**Brief**
Across all the records, filter for lines with the word "after" and copy them.

**Material shown**
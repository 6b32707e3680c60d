//! Name handling for C++ mangled symbols.
//!
//! Function markers in the dump carry both a demangled and a mangled name. The mangled
//! name is the graph key; the demangled one is kept as an alias so users can name
//! functions the way they appear in source.

use std::borrow::Cow;
use std::collections::HashMap;

use tracing::warn;

/// Rewrite a base-object constructor/destructor tag (`C2`/`D2`) to the complete-object
/// variant (`C1`/`D1`).
///
/// Some compiler versions name the body in the `;; Function` marker after the base-object
/// variant while call sites reference the complete-object one. The tag is located right after
/// the run of length-prefixed components following `_ZN`, e.g. `_ZN2ns3FooC2Ev`.
///
/// Only valid for classes without virtual bases, where the two variants are the same code.
/// Names using template arguments or substitutions inside the nested name are left alone.
pub fn normalize_ctor_dtor(mangled: &str) -> Cow<'_, str> {
    if !mangled.starts_with("_ZN") {
        return Cow::Borrowed(mangled);
    }

    let bytes = mangled.as_bytes();
    let mut pos = 3;
    let mut components = 0;
    loop {
        let digits = bytes[pos..].iter().take_while(|b| b.is_ascii_digit()).count();
        if digits == 0 {
            break;
        }
        let Ok(len) = mangled[pos..pos + digits].parse::<usize>() else {
            return Cow::Borrowed(mangled);
        };
        match (pos + digits).checked_add(len) {
            Some(next) if next <= bytes.len() => pos = next,
            _ => return Cow::Borrowed(mangled),
        }
        components += 1;
    }

    if components == 0 || pos + 2 > bytes.len() {
        return Cow::Borrowed(mangled);
    }

    let replacement = match &bytes[pos..pos + 2] {
        b"C2" => "C1",
        b"D2" => "D1",
        _ => return Cow::Borrowed(mangled),
    };

    let mut fixed = String::with_capacity(mangled.len());
    fixed.push_str(&mangled[..pos]);
    fixed.push_str(replacement);
    fixed.push_str(&mangled[pos + 2..]);
    Cow::Owned(fixed)
}

/// Demangled name → mangled graph key. Last registration wins.
#[derive(Debug, Default, Clone, PartialEq, Eq)]
pub struct NameAliases {
    demangled: HashMap<String, String>,
}

impl NameAliases {
    pub fn register(&mut self, demangled: impl Into<String>, mangled: impl Into<String>) {
        self.demangled.insert(demangled.into(), mangled.into());
    }

    pub fn get(&self, demangled: &str) -> Option<&str> {
        self.demangled.get(demangled).map(String::as_str)
    }

    pub fn len(&self) -> usize {
        self.demangled.len()
    }

    pub fn is_empty(&self) -> bool {
        self.demangled.is_empty()
    }

    /// Translate a user-supplied function name into a graph key.
    ///
    /// Aliases take priority over exact key matches. Unknown names are reported and yield `None`.
    pub fn resolve(&self, name: &str, is_key: impl Fn(&str) -> bool) -> Option<String> {
        if let Some(mangled) = self.get(name) {
            return Some(mangled.to_string());
        }
        if is_key(name) {
            return Some(name.to_string());
        }
        warn!(function = name, "unknown function name, ignoring");
        None
    }
}

#[cfg(test)]
mod tests {
    use super::*;

    #[test]
    fn base_ctor_becomes_complete_ctor() {
        assert_eq!(normalize_ctor_dtor("_ZN3FooC2Ev"), "_ZN3FooC1Ev");
        assert_eq!(normalize_ctor_dtor("_ZN2ns3FooC2ERKS0_"), "_ZN2ns3FooC1ERKS0_");
    }

    #[test]
    fn base_dtor_becomes_complete_dtor() {
        assert_eq!(normalize_ctor_dtor("_ZN3FooD2Ev"), "_ZN3FooD1Ev");
    }

    #[test]
    fn other_names_untouched() {
        for name in [
            "main",
            "_Z3fooi",
            "_ZN3FooC1Ev",
            "_ZN3Foo3barEv",
            "_ZN3FooD0Ev",
            "_ZN",
            "_ZN3Fo",
            "_ZN3FooC",
            "_ZN3FooIiEC2Ev",
        ] {
            assert!(matches!(normalize_ctor_dtor(name), Cow::Borrowed(n) if n == name), "{name}");
        }
    }

    #[test]
    fn method_named_like_a_tag_is_not_rewritten() {
        // `C2` here is the length-prefixed method name, not a ctor tag
        assert_eq!(normalize_ctor_dtor("_ZN3Foo2C2Ev"), "_ZN3Foo2C2Ev");
    }

    #[test]
    fn resolve_prefers_alias() {
        let mut aliases = NameAliases::default();
        aliases.register("foo()", "_Z3foov");
        assert_eq!(aliases.resolve("foo()", |_| true), Some("_Z3foov".to_string()));
        assert_eq!(aliases.resolve("main", |k| k == "main"), Some("main".to_string()));
        assert_eq!(aliases.resolve("missing", |_| false), None);
    }

    #[test]
    fn last_alias_wins() {
        let mut aliases = NameAliases::default();
        aliases.register("foo()", "_Z3foov");
        aliases.register("foo()", "_ZN1a3fooEv");
        assert_eq!(aliases.get("foo()"), Some("_ZN1a3fooEv"));
        assert_eq!(aliases.len(), 1);
    }
}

**Exercise response**
/// Some compiler versions name the body in the `;; Function` marker after the base-object
/// variant while call sites reference the complete-object one. The tag is located right after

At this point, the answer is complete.